Between 1975 and 1985, during and after the Khmer Rouge regime, an estimated one million people fled Cambodia, and over 100,000 Cambodians resettled in the United States, while others took refuge in Canada, Australia and Europe. INTERLACE: Three Artists in the Cambodian Diaspora looks at the artistic practice of Anida Yoeu Ali, Amy Lee Sanford and LinDa Saphan, three female artists of the same generation who grew up as refugees in foreign countries, invested with the dilemma of dealing with issues of hybridity, otherness and displacement. While they continue to negotiate their diasporic positions in their lives, the works featured in the exhibition reveal their migratory past as a significant time of transition. Their artistic journeys, geographically undertaken in disparate parts of the world, come together in this exhibition through a personal yet universal narrative that weaves together motifs of their Cambodian origins with the concerns of all. 

On one hand INTERLACE examines Ali, Sanford and Saphan's fractured memories of their native past to challenge new ways of thinking and acting, and inspire new possibilities. On the other hand the exhibition touches on the role of the woman in Cambodian culture, and unpacks in the case of Ali's video works, crucial issues of social and religious identity.  In what form do these main threads of thought shape, conceptually and formally, the responses of the three artists to their diasporic condition?
In the floor installation Full Circle, Unbounded Arc, Amy Lee Sanford recomposes the shards of her Cambodian identity through the gesture of breaking and reassembling unglazed Cambodian clay pots, which become the locus of healing after destruction. Sanford will perform Single Break Pot: West 52nd Street on the opening night—in which she will sit on the gallery floor, and break and repair one Cambodian clay pot. LinDa Saphan's new body of work Back Home compiles delicate paper collages and mixed-media sculptures that trace images of her life from the time she was smuggled across Cambodian borders to her early days in Montreal, Canada, and then New York where the artist currently resides. In the video works from the Red Chador performance series Anida Yoeu Ali, who grew up as a refugee in a traditional Muslim household, dressed in a sparkling red chador, takes the streets of Hartford—where she lived and worked as a visiting professor at Trinity College—to tackle crucial issues of growing Islamophobia in the United States today. The exhibition also features the ongoing performance and video works The Buddhist Bug, part of Ali’s repertoire.

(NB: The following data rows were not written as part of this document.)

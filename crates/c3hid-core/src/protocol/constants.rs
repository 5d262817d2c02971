//! Protocol constants for the Gen6 HID-over-I2C touch controllers.

// ============================================================================
// Bus
// ============================================================================

/// Default 7-bit I2C address of the controller.
pub const DEFAULT_I2C_ADDRESS: u8 = 0x2C;

/// Largest input report the host reads in one transfer.
pub const MAX_REPORT_LEN: usize = 53;

// ============================================================================
// HID-over-I2C registers
// ============================================================================

/// HID descriptor register.
pub const HID_DESCRIPTOR_REGISTER: u16 = 0x0020;
/// Length of the HID descriptor block.
pub const HID_DESCRIPTOR_LEN: usize = 30;
/// Default command register (overridden by the HID descriptor).
pub const COMMAND_REGISTER: u16 = 0x0005;
/// Default data register (overridden by the HID descriptor).
pub const DATA_REGISTER: u16 = 0x0006;

/// Extended memory write, standard virtual map.
pub const EXT_MEM_WRITE_MAPPED: u16 = 0x0900;
/// Extended memory read, standard virtual map.
pub const EXT_MEM_READ_MAPPED: u16 = 0x0901;
/// Extended memory write, raw physical map.
pub const EXT_MEM_WRITE_RAW: u16 = 0x0902;
/// Extended memory read, raw physical map.
pub const EXT_MEM_READ_RAW: u16 = 0x0903;

/// Bytes of header in an extended memory write (register + address + count).
pub const EXT_MEM_HEADER_LEN: usize = 8;
/// Overhead of an extended memory reply (length LE16 + checksum).
pub const EXT_MEM_REPLY_OVERHEAD: usize = 3;
/// Largest payload a single extended memory transfer may carry.
pub const EXT_MEM_MAX_PAYLOAD: usize = u16::MAX as usize - EXT_MEM_REPLY_OVERHEAD;

// ============================================================================
// HID command opcodes and report types
// ============================================================================

pub const OPCODE_RESET: u8 = 0x01;
pub const OPCODE_GET_REPORT: u8 = 0x02;
pub const OPCODE_SET_REPORT: u8 = 0x03;
pub const OPCODE_SET_POWER: u8 = 0x08;

pub const REPORT_TYPE_INPUT: u8 = 0x01;
pub const REPORT_TYPE_OUTPUT: u8 = 0x02;
pub const REPORT_TYPE_FEATURE: u8 = 0x03;

/// Highest report id that fits in the 4-bit id field of a command header.
pub const MAX_INLINE_REPORT_ID: u8 = 14;
/// Nibble value signalling that the report id follows in an extra byte.
pub const REPORT_ID_ESCAPE: u8 = 0x0F;

// ============================================================================
// Input report ids
// ============================================================================

pub const REPORT_ID_PTP: u8 = 0x01;
pub const REPORT_ID_MOUSE: u8 = 0x06;
pub const REPORT_ID_BOOTLOADER: u8 = 0x07;
pub const REPORT_ID_KEYBOARD: u8 = 0x08;
pub const REPORT_ID_ABSOLUTE: u8 = 0x09;
pub const REPORT_ID_MEASUREMENT: u8 = 0x0E;
pub const REPORT_ID_STICK: u8 = 0x0F;

// ============================================================================
// Button and palm masks
// ============================================================================

pub const BUTTON_1: u8 = 0x01;
pub const BUTTON_2: u8 = 0x02;
pub const BUTTON_3: u8 = 0x04;
pub const BUTTON_ALL: u8 = BUTTON_1 | BUTTON_2 | BUTTON_3;
/// Button bit reported by the absolute multi-touch report for a click.
pub const BUTTON_CLICK: u8 = 0x80;

pub const PALM_REJECT_MASK: u8 = 0x80;
pub const CONFIDENCE_MASK: u8 = 0x02;
pub const SINGLE_SAMPLE_MASK: u8 = 0x01;

// ============================================================================
// Bootloader
// ============================================================================

/// Fixed length of every bootloader feature report, counted from the length field.
pub const BOOTLOADER_REPORT_LEN: usize = 533;
/// Padding byte for unused bootloader report space.
pub const BOOTLOADER_PAD: u8 = 0xDB;
/// Largest data payload in a single write-chunk command.
pub const MAX_WRITE_PAYLOAD: usize = 520;
/// Largest data payload returned by a single read-memory command.
pub const MAX_READ_PAYLOAD: usize = 514;

pub const BL_CMD_WRITE: u8 = 0;
pub const BL_CMD_FLUSH: u8 = 1;
pub const BL_CMD_VALIDATE: u8 = 2;
pub const BL_CMD_RESET: u8 = 3;
pub const BL_CMD_FORMAT_IMAGE: u8 = 4;
pub const BL_CMD_FORMAT_REGION: u8 = 5;
pub const BL_CMD_INVOKE_BOOTLOADER: u8 = 6;
pub const BL_CMD_WRITE_MEMORY: u8 = 7;
pub const BL_CMD_READ_MEMORY: u8 = 8;

/// Sentinel values reported while running the bootloader.
pub const BOOTLOADER_SENTINELS: &[u16] = &[0x6C42, 0xC35A];
/// Sentinel values reported while running the application image.
pub const IMAGE_SENTINELS: &[u16] = &[0x5AC3, 0x6D49, 0x426C];

/// Status flag: device still processing the previous command.
pub const STATUS_FLAG_BUSY: u8 = 0x01;
/// Status flag: the programmed image passed validation.
pub const STATUS_FLAG_VALID_IMAGE: u8 = 0x02;

/// First protocol version that reports timing hints in its status.
pub const VERSION_TIMING_HINTS: u8 = 8;
/// First protocol version with self-describing format-image addressing.
pub const VERSION_SELF_DESCRIBING: u8 = 9;
/// Descriptor address sent with format-image when self-describing.
pub const SELF_DESCRIBING_DESCRIPTOR: u16 = 0xFFFF;
/// Bus address sent with format-image when self-describing.
pub const SELF_DESCRIBING_ADDRESS: u8 = 0xFF;

/// Validation type requested by the validate command.
pub const VALIDATE_TYPE_IMAGE: u8 = 1;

Encompassing a variety of mediums, spanning from video, collage and mixed-media installation, INTERLACE: Three Artists in the Cambodian Diaspora tackles the contemporary relationship with memories and the recollection of small narratives beyond mainstream histories. At the same time, stemming from the artists' local awareness and global perspectives, the exhibition looks at universal concerns that are able to invest a broader audience with a participatory role in experiencing and responding to the works by ultimately dwelling on their own migratory experience.
 

​ABOUT THE ARTIST
Anida Yoeu Ali
’s artistic work has been the recipient of grants from the Rockefeller Foundation, Ford Foundation, the National Endowment of the Arts and the Illinois Arts Council. Ali earned her B.F.A. from University of Illinois (Urbana-Champaign) and an M.F.A. in from School of the Art Institute Chicago. She is a founding collaborative partner of Studio Revolt, an independent artist run media lab in Phnom Penh, Cambodia. Studio Revolt’s public performances and resulting images of Gallery X and Public Square were part of Our City Festival 2011 and 2012 (Phnom Penh). The Buddhist Bug, has been exhibited in Phnom Penh galleries, Singapore International Photography Festival, Malaysia Heritage Centre Singapore, Southeast Asia ArtsFest London, and featured at the 5th Fukuoka Asian Art Triennale , and is currently part of APT8 at Queensland Art Gallery , Australia. She lives and works in Chicago and Phnom Penh.

Amy Lee Sanford is a Cambodian-American visual artist working in both two and three dimensions, and performance. Her work explores the evolution of emotional stagnation, and the lasting psychological effects of war, including aspects of guilt, loss, alienation, and displacement.
She was born in Cambodia in 1972 and just before the Khmer Rouge took over the country, was sent to live in the United States. Amy studied art, science, and engineering at Brown University and furthered her art studies with individual courses at the Rhode Island School of Design, University of Massachusetts/Dartmouth and Harvard University. She has exhibited widely internationally, including in Cambodia, Thailand, Australia, Germany, Singapore, Korea and the US. She will perform several Single Break Pot performances for the upcoming Images Biennial in Denmark in June, 2016. She lives and works in New York, Phnom Penh and Boston.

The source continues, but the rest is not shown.